*The problem:* Copy, in full, each line of the material that holds the word "version".

*Exercise input:*
* * * * * * *

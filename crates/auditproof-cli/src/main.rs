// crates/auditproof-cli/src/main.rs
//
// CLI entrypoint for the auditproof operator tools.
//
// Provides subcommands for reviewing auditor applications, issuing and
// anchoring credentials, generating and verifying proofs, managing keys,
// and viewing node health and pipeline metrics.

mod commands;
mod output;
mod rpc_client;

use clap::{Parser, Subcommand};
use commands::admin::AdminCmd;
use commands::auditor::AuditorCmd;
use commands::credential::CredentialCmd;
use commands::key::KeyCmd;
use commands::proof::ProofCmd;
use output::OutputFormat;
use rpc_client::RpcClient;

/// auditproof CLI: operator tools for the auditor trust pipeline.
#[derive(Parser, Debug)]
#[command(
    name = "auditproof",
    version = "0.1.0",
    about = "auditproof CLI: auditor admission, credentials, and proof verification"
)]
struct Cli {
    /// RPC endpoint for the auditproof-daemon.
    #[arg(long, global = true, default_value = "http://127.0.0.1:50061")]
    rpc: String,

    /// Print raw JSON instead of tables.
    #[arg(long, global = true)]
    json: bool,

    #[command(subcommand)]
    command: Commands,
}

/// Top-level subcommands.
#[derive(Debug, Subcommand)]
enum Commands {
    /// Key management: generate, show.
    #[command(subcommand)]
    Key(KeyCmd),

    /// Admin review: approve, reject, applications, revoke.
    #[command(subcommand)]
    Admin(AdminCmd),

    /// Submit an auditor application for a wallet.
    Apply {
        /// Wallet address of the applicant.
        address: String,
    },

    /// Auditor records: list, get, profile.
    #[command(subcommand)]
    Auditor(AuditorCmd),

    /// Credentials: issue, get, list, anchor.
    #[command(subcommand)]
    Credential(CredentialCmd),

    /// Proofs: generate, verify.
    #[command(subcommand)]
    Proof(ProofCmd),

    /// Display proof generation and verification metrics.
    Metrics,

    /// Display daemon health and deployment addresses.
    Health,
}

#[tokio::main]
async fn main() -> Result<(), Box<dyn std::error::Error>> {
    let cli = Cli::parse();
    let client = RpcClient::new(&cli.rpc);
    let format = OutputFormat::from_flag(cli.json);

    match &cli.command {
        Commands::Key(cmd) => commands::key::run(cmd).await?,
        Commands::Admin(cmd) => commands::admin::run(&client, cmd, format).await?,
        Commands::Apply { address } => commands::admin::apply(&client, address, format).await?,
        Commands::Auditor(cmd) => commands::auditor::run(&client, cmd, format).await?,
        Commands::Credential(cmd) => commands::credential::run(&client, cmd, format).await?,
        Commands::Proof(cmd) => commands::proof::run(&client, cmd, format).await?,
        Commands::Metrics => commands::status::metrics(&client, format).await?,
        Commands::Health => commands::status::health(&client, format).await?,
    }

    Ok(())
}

* * * * * * *

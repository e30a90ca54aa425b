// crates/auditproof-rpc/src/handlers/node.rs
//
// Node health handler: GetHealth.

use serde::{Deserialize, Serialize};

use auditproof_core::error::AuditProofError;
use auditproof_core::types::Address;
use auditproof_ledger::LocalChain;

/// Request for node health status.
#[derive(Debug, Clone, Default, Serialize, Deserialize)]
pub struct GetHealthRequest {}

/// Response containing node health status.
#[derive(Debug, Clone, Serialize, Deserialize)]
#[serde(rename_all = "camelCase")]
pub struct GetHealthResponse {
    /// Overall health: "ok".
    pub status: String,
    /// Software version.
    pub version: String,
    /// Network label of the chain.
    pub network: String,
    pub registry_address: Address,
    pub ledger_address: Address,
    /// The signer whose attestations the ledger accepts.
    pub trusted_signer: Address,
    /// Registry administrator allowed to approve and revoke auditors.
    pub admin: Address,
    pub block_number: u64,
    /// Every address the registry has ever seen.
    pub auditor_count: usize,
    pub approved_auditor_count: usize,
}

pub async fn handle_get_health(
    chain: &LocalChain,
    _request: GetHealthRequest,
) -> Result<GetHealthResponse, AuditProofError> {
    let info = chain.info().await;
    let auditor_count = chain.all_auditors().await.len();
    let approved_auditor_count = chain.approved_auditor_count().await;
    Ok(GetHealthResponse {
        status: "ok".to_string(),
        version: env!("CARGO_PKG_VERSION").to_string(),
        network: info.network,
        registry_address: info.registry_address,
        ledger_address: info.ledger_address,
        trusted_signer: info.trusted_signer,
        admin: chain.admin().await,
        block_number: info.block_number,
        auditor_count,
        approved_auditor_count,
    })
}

* * * * * * *

*Exercise response:*
    version = "0.1.0",
    /// Software version.
    pub version: String,
        version: env!("CARGO_PKG_VERSION").to_string(),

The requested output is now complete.